As distinct from travelling outside it, within the Muslim world from its beginnings there was wide scope for such activity and "Mediaeval Islamic society enjoyed a far greater degree of voluntary, personal mobility than did any other known premodern society (p. 399)". The obligatory pilgrimage to Mecca, instituted by Muhammad, who died before the Arabs broke out of Arabia, gave the impetus to those with more secular matters on their minds. Merchants did not suffer from the low status they had in most other contemporary societies, for was not Muhammad himself a merchant? Scholars, attaching themselves to the merchants' caravans wandered as far as China in search of knowledge. Borders were permeable and, during the first few centuries, non-existent. Quite a large travel literature (rihla) emerged as a genre, the best-known example of which is probably that of Ibn Battuta in the first half of the 14th century who started from (and returned to) Tangier and got as far as Canton in China, with considerable journeys to places in between, including a visit to Constantinople and an eight-year stint as a judge in India.
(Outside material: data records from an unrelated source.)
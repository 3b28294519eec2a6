//! 会话：单个学习者的对话记录与分类反馈历史
//!
//! SessionState 是核心状态机；SessionManager 负责按用户键管理会话、
//! 串行化同会话的并发回合、清理过期会话。

mod manager;
mod state;

pub use manager::{SessionManager, SessionId};
pub use state::{Message, Role, SessionPhase, SessionState};
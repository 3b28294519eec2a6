//! 回合错误类型
//!
//! 三类失败：调用顺序错误（不可重试）、外部生成失败（可重试，状态保证不变）、
//! 会话占用（排队或稍后重试）。解析不在此列：提取器是全函数，永不报错。

use thiserror::Error;

/// 一次回合可能出现的错误
#[derive(Error, Debug)]
pub enum TurnError {
    /// 调用方顺序错误：回合开始前记录必须以 User 消息收尾。不可重试，属编排缺陷。
    #[error("Invalid precondition: transcript must end with a user message")]
    InvalidPrecondition,

    /// 外部生成端失败（网络、配额、超时）。状态未被改动，可用同一记录重试。
    #[error("Generation failed: {0}")]
    GenerationFailed(String),

    /// 同一会话已有在途回合
    #[error("Session busy: a turn is already in flight")]
    SessionBusy,

    /// 提交侧不变量被破坏（如空文本条目），提交前整体拒绝
    #[error("Invalid feedback entry: {0}")]
    InvalidFeedback(String),
}
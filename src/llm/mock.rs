//! Mock LLM 客户端（用于测试与无 API Key 的本地运行）
//!
//! 默认按辅导格式回显最后一条 User 消息（全占位反馈块），可用 with_response 固定输出。

use async_trait::async_trait;

use crate::llm::LlmClient;
use crate::session::{Message, Role};

/// Mock 客户端：固定脚本或格式化回显
#[derive(Debug, Default)]
pub struct MockLlmClient {
    scripted: Option<String>,
}

impl MockLlmClient {
    /// 固定输出指定文本（测试各降级路径用）
    pub fn with_response(text: impl Into<String>) -> Self {
        Self {
            scripted: Some(text.into()),
        }
    }
}

#[async_trait]
impl LlmClient for MockLlmClient {
    async fn complete(&self, messages: &[Message]) -> Result<String, String> {
        if let Some(ref text) = self.scripted {
            return Ok(text.clone());
        }

        let last_user = messages
            .iter()
            .rev()
            .find(|m| m.role == Role::User)
            .map(|m| m.content.as_str())
            .unwrap_or("(no input)");

        Ok(format!(
            "---\nReply: You said: \"{}\". Tell me more!\n---\nFeedback:\n**Corrections:** No corrections needed.\n**Explanation:** No explanation needed.\n**Vocabulary Suggestion:** No suggestions needed.\n---",
            last_user
        ))
    }
}

#[cfg(test)]
mod tests {
    use super::*;

    #[tokio::test]
    async fn test_default_echo_follows_tutor_format() {
        let client = MockLlmClient::default();
        let out = client
            .complete(&[Message::user("I goed home")])
            .await
            .unwrap();
        assert!(out.contains("Reply:"));
        assert!(out.contains("**Corrections:**"));
        assert!(out.contains("I goed home"));
    }

    #[tokio::test]
    async fn test_scripted_response() {
        let client = MockLlmClient::with_response("plain text");
        let out = client.complete(&[]).await.unwrap();
        assert_eq!(out, "plain text");
    }
}
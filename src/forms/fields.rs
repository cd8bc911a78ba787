// SPDX-License-Identifier: GPL-3.0-only
use crate::forms::rules::{ADD_CAFE_RULES, DELETE_CAFE_RULES};
use crate::forms::validator::{validate, FormErrors, FormInput};
use crate::store::NewCafe;

/// A validated add-cafe submission.
#[derive(Debug, Clone, PartialEq, Eq)]
pub struct AddCafeFields(NewCafe);

impl AddCafeFields {
    pub fn parse(input: &FormInput) -> Result<Self, FormErrors> {
        let bag = validate(ADD_CAFE_RULES, input)?;
        let text = |name: &str| bag.text(name).unwrap_or_default().to_string();

        Ok(Self(NewCafe {
            name: text("name"),
            map_url: text("map_url"),
            img_url: text("img_url"),
            location: text("location"),
            seats: text("seats"),
            has_toilet: bag.flag("has_toilet"),
            has_wifi: bag.flag("has_wifi"),
            has_sockets: bag.flag("has_sockets"),
            can_take_calls: bag.flag("can_take_calls"),
            coffee_price: bag.text("coffee_price").map(str::to_string),
        }))
    }

    pub fn name(&self) -> &str {
        &self.0.name
    }

    pub fn into_new_cafe(self) -> NewCafe {
        self.0
    }
}

/// A validated delete-cafe submission: the id and the name it must match.
#[derive(Debug, Clone, PartialEq, Eq)]
pub struct DeleteCafeFields {
    pub id: String,
    pub name: String,
}

impl DeleteCafeFields {
    pub fn parse(input: &FormInput) -> Result<Self, FormErrors> {
        let bag = validate(DELETE_CAFE_RULES, input)?;
        Ok(Self {
            id: bag.text("id").unwrap_or_default().to_string(),
            name: bag.text("name").unwrap_or_default().to_string(),
        })
    }

    /// The submitted id as a store key. `None` if it is not an integer,
    /// which can never match a stored cafe.
    pub fn record_id(&self) -> Option<i64> {
        self.id.parse().ok()
    }
}
// SPDX-License-Identifier: GPL-3.0-only
use std::collections::{BTreeMap, HashMap};
use crate::forms::rules::{FieldKind, FieldRule};
use crate::utils::validate_url;

/// Raw submitted form values, keyed by field name.
pub type FormInput = HashMap<String, String>;

pub const REQUIRED_MESSAGE: &str = "This field is required.";
pub const INVALID_URL_MESSAGE: &str = "Invalid URL.";

#[derive(Debug, Clone, PartialEq, Eq)]
pub enum FieldValue {
    Text(String),
    Flag(bool),
    Empty,
}

/// Normalized values of a form that passed validation.
#[derive(Debug, Clone, Default, PartialEq, Eq)]
pub struct FieldBag {
    values: BTreeMap<&'static str, FieldValue>,
}

impl FieldBag {
    pub fn text(&self, name: &str) -> Option<&str> {
        match self.values.get(name) {
            Some(FieldValue::Text(text)) => Some(text.as_str()),
            _ => None,
        }
    }

    pub fn flag(&self, name: &str) -> bool {
        matches!(self.values.get(name), Some(FieldValue::Flag(true)))
    }
}

/// Per-field validation failures, one reason per field.
#[derive(Debug, Clone, Default, PartialEq, Eq)]
pub struct FormErrors {
    errors: BTreeMap<String, String>,
}

impl FormErrors {
    pub fn new() -> Self {
        Self::default()
    }

    pub fn single(field: &str, reason: impl Into<String>) -> Self {
        let mut errors = Self::new();
        errors.insert(field, reason);
        errors
    }

    pub fn insert(&mut self, field: &str, reason: impl Into<String>) {
        self.errors.insert(field.to_string(), reason.into());
    }

    pub fn get(&self, field: &str) -> Option<&str> {
        self.errors.get(field).map(String::as_str)
    }

    pub fn is_empty(&self) -> bool {
        self.errors.is_empty()
    }

    pub fn len(&self) -> usize {
        self.errors.len()
    }

    pub fn iter(&self) -> impl Iterator<Item = (&str, &str)> {
        self.errors.iter().map(|(k, v)| (k.as_str(), v.as_str()))
    }
}

/// Validate `input` against a rule table.
///
/// A value that is blank after trimming counts as missing. Accepted text is
/// trimmed unless the rule says otherwise. Every rule is checked so that all
/// failing fields are reported at once.
pub fn validate(rules: &[FieldRule], input: &FormInput) -> Result<FieldBag, FormErrors> {
    let mut bag = FieldBag::default();
    let mut errors = FormErrors::new();

    for rule in rules {
        let raw = input.get(rule.name).map(String::as_str).unwrap_or("");
        match check_field(rule, raw) {
            Ok(value) => {
                bag.values.insert(rule.name, value);
            }
            Err(reason) => errors.insert(rule.name, reason),
        }
    }

    if errors.is_empty() {
        Ok(bag)
    } else {
        Err(errors)
    }
}

fn check_field(rule: &FieldRule, raw: &str) -> Result<FieldValue, String> {
    let trimmed = raw.trim();

    if rule.kind == FieldKind::Boolean {
        // Unchecked boxes are simply not submitted
        return Ok(FieldValue::Flag(!matches!(trimmed, "" | "false")));
    }

    if trimmed.is_empty() {
        return if rule.required {
            Err(REQUIRED_MESSAGE.to_string())
        } else {
            Ok(FieldValue::Empty)
        };
    }

    let value = if rule.trim { trimmed } else { raw };

    if rule.kind == FieldKind::Url && validate_url(value).is_err() {
        return Err(INVALID_URL_MESSAGE.to_string());
    }

    Ok(FieldValue::Text(value.to_string()))
}
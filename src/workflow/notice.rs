// SPDX-License-Identifier: GPL-3.0-only
use std::collections::HashMap;
use std::time::{Duration, Instant};
use tokio::sync::Mutex;
use tracing::debug;
use uuid::Uuid;

pub const DEFAULT_TITLE: &str = "Cafe Database";
pub const DEFAULT_SUBTITLE: &str = "Welcome to my cafe database. Feel free to view info about all the stored cafes. \
     You're free to add or delete other cafes that have yet to be listed.";
pub const ADDED_TITLE: &str = "Success!";
pub const ADDED_SUBTITLE: &str =
    "You've successfully added a cafe to the database! You can view it by clicking the button below.";
pub const DELETED_TITLE: &str = "Success!";
pub const DELETED_SUBTITLE: &str = "You've successfully deleted a cafe from the database.";

/// How long a notice waits for its session to come back to the landing page.
pub const NOTICE_TTL: Duration = Duration::from_secs(10 * 60);

/// Title and subtitle shown on the landing page.
#[derive(Debug, Clone, PartialEq, Eq)]
pub struct Notice {
    pub title: String,
    pub subtitle: String,
}

impl Notice {
    fn new(title: &str, subtitle: &str) -> Self {
        Self {
            title: title.to_string(),
            subtitle: subtitle.to_string(),
        }
    }

    pub fn landing_default() -> Self {
        Self::new(DEFAULT_TITLE, DEFAULT_SUBTITLE)
    }

    pub fn cafe_added() -> Self {
        Self::new(ADDED_TITLE, ADDED_SUBTITLE)
    }

    pub fn cafe_deleted() -> Self {
        Self::new(DELETED_TITLE, DELETED_SUBTITLE)
    }
}

#[derive(Debug)]
struct PendingNotice {
    notice: Notice,
    set_at: Instant,
}

/// Pending one-time notices, at most one per session.
///
/// Notices older than the TTL are never returned, and are evicted whenever a
/// new notice is set.
#[derive(Debug)]
pub struct NoticeSlots {
    slots: Mutex<HashMap<Uuid, PendingNotice>>,
    ttl: Duration,
}

impl Default for NoticeSlots {
    fn default() -> Self {
        Self::with_ttl(NOTICE_TTL)
    }
}

impl NoticeSlots {
    pub fn new() -> Self {
        Self::default()
    }

    pub fn with_ttl(ttl: Duration) -> Self {
        Self {
            slots: Mutex::new(HashMap::new()),
            ttl,
        }
    }

    /// Replace any pending notice for the session.
    pub async fn set(&self, session_id: Uuid, notice: Notice) {
        let now = Instant::now();
        let mut slots = self.slots.lock().await;

        let before = slots.len();
        slots.retain(|_, pending| now.duration_since(pending.set_at) < self.ttl);
        let evicted = before - slots.len();
        if evicted > 0 {
            debug!(evicted, "Evicted expired notices");
        }

        slots.insert(session_id, PendingNotice { notice, set_at: now });
    }

    /// Remove and return the pending notice for the session, unless it expired.
    pub async fn take(&self, session_id: &Uuid) -> Option<Notice> {
        self.slots
            .lock()
            .await
            .remove(session_id)
            .filter(|pending| pending.set_at.elapsed() < self.ttl)
            .map(|pending| pending.notice)
    }
}
// SPDX-License-Identifier: GPL-3.0-only
pub mod html;
pub mod url_validator;

pub use html::escape_html;
pub use url_validator::validate_url;
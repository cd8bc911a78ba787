// SPDX-License-Identifier: GPL-3.0-only
use std::sync::Arc;
use tracing::{debug, info, warn};
use uuid::Uuid;

use crate::forms::{AddCafeFields, DeleteCafeFields, FormErrors, FormInput};
use crate::store::{CafeRecord, CafeStore, StoreError, StoreResult};
use crate::workflow::notice::{Notice, NoticeSlots};

pub const DUPLICATE_NAME_MESSAGE: &str = "A cafe with this name already exists.";
pub const NOT_FOUND_HEADING: &str = "Cafe with that id is not found in database. Please try again.";
pub const MISMATCH_HEADING: &str = "Cafe id and name do not match. Please try again.";

#[derive(Debug, Clone, PartialEq, Eq)]
pub enum AddOutcome {
    Added(CafeRecord),
    Rejected(FormErrors),
}

#[derive(Debug, Clone, PartialEq, Eq)]
pub enum DeleteOutcome {
    Deleted(CafeRecord),
    Rejected(FormErrors),
    NotFound,
    IdentityMismatch,
}

impl DeleteOutcome {
    /// Heading explaining a refused delete, if it has one.
    pub fn heading(&self) -> Option<&'static str> {
        match self {
            Self::NotFound => Some(NOT_FOUND_HEADING),
            Self::IdentityMismatch => Some(MISMATCH_HEADING),
            _ => None,
        }
    }
}

/// Runs the list, add and delete flows against a store.
///
/// Rejections are returned as outcomes. Only storage faults surface as
/// `Err`, always as `StoreError::Database`.
pub struct WorkflowController {
    store: Arc<dyn CafeStore>,
    notices: Arc<NoticeSlots>,
}

impl WorkflowController {
    pub fn new(store: Arc<dyn CafeStore>, notices: Arc<NoticeSlots>) -> Self {
        Self { store, notices }
    }

    /// Notice for the landing page, consuming any pending one.
    pub async fn landing(&self, session_id: &Uuid) -> Notice {
        self.notices
            .take(session_id)
            .await
            .unwrap_or_else(Notice::landing_default)
    }

    pub async fn list(&self) -> StoreResult<Vec<CafeRecord>> {
        self.store.list_all().await
    }

    pub async fn add(&self, session_id: Uuid, input: &FormInput) -> StoreResult<AddOutcome> {
        let fields = match AddCafeFields::parse(input) {
            Ok(fields) => fields,
            Err(errors) => {
                debug!(failed_fields = errors.len(), "Add cafe form rejected");
                return Ok(AddOutcome::Rejected(errors));
            }
        };

        debug!(name = %fields.name(), "Creating cafe");
        match self.store.create(fields.into_new_cafe()).await {
            Ok(record) => {
                self.notices.set(session_id, Notice::cafe_added()).await;
                info!(cafe_id = record.id, name = %record.name, "Cafe added");
                Ok(AddOutcome::Added(record))
            }
            Err(StoreError::DuplicateName(name)) => {
                warn!(name = %name, "Cafe name already taken");
                Ok(AddOutcome::Rejected(FormErrors::single("name", DUPLICATE_NAME_MESSAGE)))
            }
            Err(e) => Err(e),
        }
    }

    pub async fn delete(&self, session_id: Uuid, input: &FormInput) -> StoreResult<DeleteOutcome> {
        let fields = match DeleteCafeFields::parse(input) {
            Ok(fields) => fields,
            Err(errors) => return Ok(DeleteOutcome::Rejected(errors)),
        };

        let Some(id) = fields.record_id() else {
            debug!(id = %fields.id, "Delete requested for non-numeric id");
            return Ok(DeleteOutcome::NotFound);
        };

        let record = match self.store.get_by_id(id).await {
            Ok(record) => record,
            Err(StoreError::NotFound(_)) => return Ok(DeleteOutcome::NotFound),
            Err(e) => return Err(e),
        };

        if record.name != fields.name {
            warn!(cafe_id = id, submitted = %fields.name, "Cafe id and name do not match");
            return Ok(DeleteOutcome::IdentityMismatch);
        }

        match self.store.delete(id).await {
            Ok(()) => {
                self.notices.set(session_id, Notice::cafe_deleted()).await;
                info!(cafe_id = id, name = %record.name, "Cafe deleted");
                Ok(DeleteOutcome::Deleted(record))
            }
            // Deleted by someone else between lookup and delete
            Err(StoreError::NotFound(_)) => Ok(DeleteOutcome::NotFound),
            Err(e) => Err(e),
        }
    }
}

#[cfg(test)]
mod tests {
    use super::*;
    use async_trait::async_trait;
    use crate::forms::validator::INVALID_URL_MESSAGE;
    use crate::store::NewCafe;
    use crate::test_helpers::{add_cafe_input, setup_test_store};

    struct UnavailableStore;

    #[async_trait]
    impl CafeStore for UnavailableStore {
        async fn create(&self, _cafe: NewCafe) -> StoreResult<CafeRecord> {
            Err(StoreError::Database(sqlx::Error::PoolClosed))
        }

        async fn list_all(&self) -> StoreResult<Vec<CafeRecord>> {
            Err(StoreError::Database(sqlx::Error::PoolClosed))
        }

        async fn get_by_id(&self, _id: i64) -> StoreResult<CafeRecord> {
            Err(StoreError::Database(sqlx::Error::PoolClosed))
        }

        async fn delete(&self, _id: i64) -> StoreResult<()> {
            Err(StoreError::Database(sqlx::Error::PoolClosed))
        }
    }

    async fn setup_controller() -> (WorkflowController, Arc<dyn CafeStore>) {
        let store: Arc<dyn CafeStore> = Arc::new(setup_test_store().await.unwrap());
        let controller = WorkflowController::new(Arc::clone(&store), Arc::new(NoticeSlots::new()));
        (controller, store)
    }

    fn delete_input(id: &str, name: &str) -> FormInput {
        FormInput::from([
            ("id".to_string(), id.to_string()),
            ("name".to_string(), name.to_string()),
        ])
    }

    async fn add_cafe(controller: &WorkflowController, name: &str) -> CafeRecord {
        match controller.add(Uuid::new_v4(), &add_cafe_input(name)).await.unwrap() {
            AddOutcome::Added(record) => record,
            other => panic!("expected cafe to be added, got {other:?}"),
        }
    }

    #[tokio::test]
    async fn test_add_then_list() {
        let (controller, _store) = setup_controller().await;
        let record = add_cafe(&controller, "Cafe A").await;

        let cafes = controller.list().await.unwrap();
        assert_eq!(cafes, vec![record.clone()]);
        assert_eq!(record.name, "Cafe A");
        assert_eq!(record.coffee_price, Some("£2.50".to_string()));
    }

    #[tokio::test]
    async fn test_add_sets_notice_once() {
        let (controller, _store) = setup_controller().await;
        let session = Uuid::new_v4();

        let outcome = controller.add(session, &add_cafe_input("Cafe A")).await.unwrap();
        assert!(matches!(outcome, AddOutcome::Added(_)));

        assert_eq!(controller.landing(&session).await, Notice::cafe_added());
        assert_eq!(controller.landing(&session).await, Notice::landing_default());
    }

    #[tokio::test]
    async fn test_add_long_name_accepted() {
        let (controller, store) = setup_controller().await;
        let name = "x".repeat(251);

        let record = add_cafe(&controller, &name).await;
        assert_eq!(record.name, name);
        assert_eq!(store.get_by_id(record.id).await.unwrap(), record);
    }

    #[tokio::test]
    async fn test_add_duplicate_name_reported_on_name() {
        let (controller, store) = setup_controller().await;
        add_cafe(&controller, "Cafe A").await;
        let session = Uuid::new_v4();

        let outcome = controller.add(session, &add_cafe_input("Cafe A")).await.unwrap();
        match outcome {
            AddOutcome::Rejected(errors) => {
                assert_eq!(errors.get("name"), Some(DUPLICATE_NAME_MESSAGE));
            }
            other => panic!("expected rejection, got {other:?}"),
        }
        assert_eq!(store.list_all().await.unwrap().len(), 1);
        assert_eq!(controller.landing(&session).await, Notice::landing_default());
    }

    #[tokio::test]
    async fn test_add_invalid_url_never_reaches_store() {
        // Any store call would fail, so a rejection proves the store was untouched
        let controller = WorkflowController::new(Arc::new(UnavailableStore), Arc::new(NoticeSlots::new()));
        let mut input = add_cafe_input("Cafe A");
        input.insert("map_url".to_string(), "not-a-url".to_string());

        let outcome = controller.add(Uuid::new_v4(), &input).await.unwrap();
        match outcome {
            AddOutcome::Rejected(errors) => assert_eq!(errors.get("map_url"), Some(INVALID_URL_MESSAGE)),
            other => panic!("expected rejection, got {other:?}"),
        }
    }

    #[tokio::test]
    async fn test_delete_matching_pair() {
        let (controller, store) = setup_controller().await;
        let record = add_cafe(&controller, "Cafe A").await;
        let session = Uuid::new_v4();

        let outcome = controller
            .delete(session, &delete_input(&record.id.to_string(), "Cafe A"))
            .await
            .unwrap();

        assert_eq!(outcome, DeleteOutcome::Deleted(record));
        assert!(store.list_all().await.unwrap().is_empty());
        assert_eq!(controller.landing(&session).await, Notice::cafe_deleted());
    }

    #[tokio::test]
    async fn test_delete_name_mismatch_keeps_record() {
        let (controller, store) = setup_controller().await;
        let record = add_cafe(&controller, "Cafe A").await;

        let outcome = controller
            .delete(Uuid::new_v4(), &delete_input(&record.id.to_string(), "Wrong Name"))
            .await
            .unwrap();

        assert_eq!(outcome, DeleteOutcome::IdentityMismatch);
        assert_eq!(outcome.heading(), Some(MISMATCH_HEADING));
        assert_eq!(store.list_all().await.unwrap(), vec![record]);
    }

    #[tokio::test]
    async fn test_delete_name_match_is_case_sensitive() {
        let (controller, store) = setup_controller().await;
        let record = add_cafe(&controller, "Cafe A").await;

        let outcome = controller
            .delete(Uuid::new_v4(), &delete_input(&record.id.to_string(), "cafe a"))
            .await
            .unwrap();

        assert_eq!(outcome, DeleteOutcome::IdentityMismatch);
        assert_eq!(store.list_all().await.unwrap().len(), 1);
    }

    #[tokio::test]
    async fn test_delete_padded_name_is_mismatch() {
        let (controller, store) = setup_controller().await;
        let record = add_cafe(&controller, "Cafe A").await;

        let outcome = controller
            .delete(Uuid::new_v4(), &delete_input(&record.id.to_string(), "  Cafe A  "))
            .await
            .unwrap();

        assert_eq!(outcome, DeleteOutcome::IdentityMismatch);
        assert_eq!(store.list_all().await.unwrap(), vec![record]);
    }

    #[tokio::test]
    async fn test_delete_unknown_id() {
        let (controller, store) = setup_controller().await;
        add_cafe(&controller, "Cafe A").await;

        let outcome = controller
            .delete(Uuid::new_v4(), &delete_input("9999", "Cafe A"))
            .await
            .unwrap();
        assert_eq!(outcome, DeleteOutcome::NotFound);
        assert_eq!(outcome.heading(), Some(NOT_FOUND_HEADING));

        let outcome = controller
            .delete(Uuid::new_v4(), &delete_input("abc", "Cafe A"))
            .await
            .unwrap();
        assert_eq!(outcome, DeleteOutcome::NotFound);
        assert_eq!(store.list_all().await.unwrap().len(), 1);
    }

    #[tokio::test]
    async fn test_delete_missing_fields() {
        let (controller, _store) = setup_controller().await;
        let outcome = controller
            .delete(Uuid::new_v4(), &FormInput::new())
            .await
            .unwrap();

        match outcome {
            DeleteOutcome::Rejected(errors) => {
                assert!(errors.get("id").is_some());
                assert!(errors.get("name").is_some());
            }
            other => panic!("expected rejection, got {other:?}"),
        }
    }

    #[tokio::test]
    async fn test_storage_faults_propagate() {
        let controller = WorkflowController::new(Arc::new(UnavailableStore), Arc::new(NoticeSlots::new()));

        assert!(matches!(controller.list().await, Err(StoreError::Database(_))));
        assert!(matches!(
            controller.add(Uuid::new_v4(), &add_cafe_input("Cafe A")).await,
            Err(StoreError::Database(_))
        ));
        assert!(matches!(
            controller.delete(Uuid::new_v4(), &delete_input("1", "Cafe A")).await,
            Err(StoreError::Database(_))
        ));
    }
}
Lewis is also much impressed by Islamic history-writing: "The first thing that strikes us is its immense richness and variety, as contrasted with other history-writing civilizations. It has been calculated that the historical literature of medieval Islam is far greater in bulk, just in Arabic, that the literature of medieval eastern and western Christendom in Latin, Greek and all the vernaculars combined." It would be interesting to know whether the availability of paper, common in the Islamic world long before it reached Europe, had anything to do with this. "Islam, from the very beginning, has attached enormous importance to history. Indeed, in many parts of the world, reliable history begins with the advent of Islam (p. 406)." This last applies particularly to India. Lewis also stresses that Muslim historians were scrupulous with their facts - and as frank about their defeats as about their victories. It seems strange that with all this material to transmit, printing did not "take off" until the 19th Century.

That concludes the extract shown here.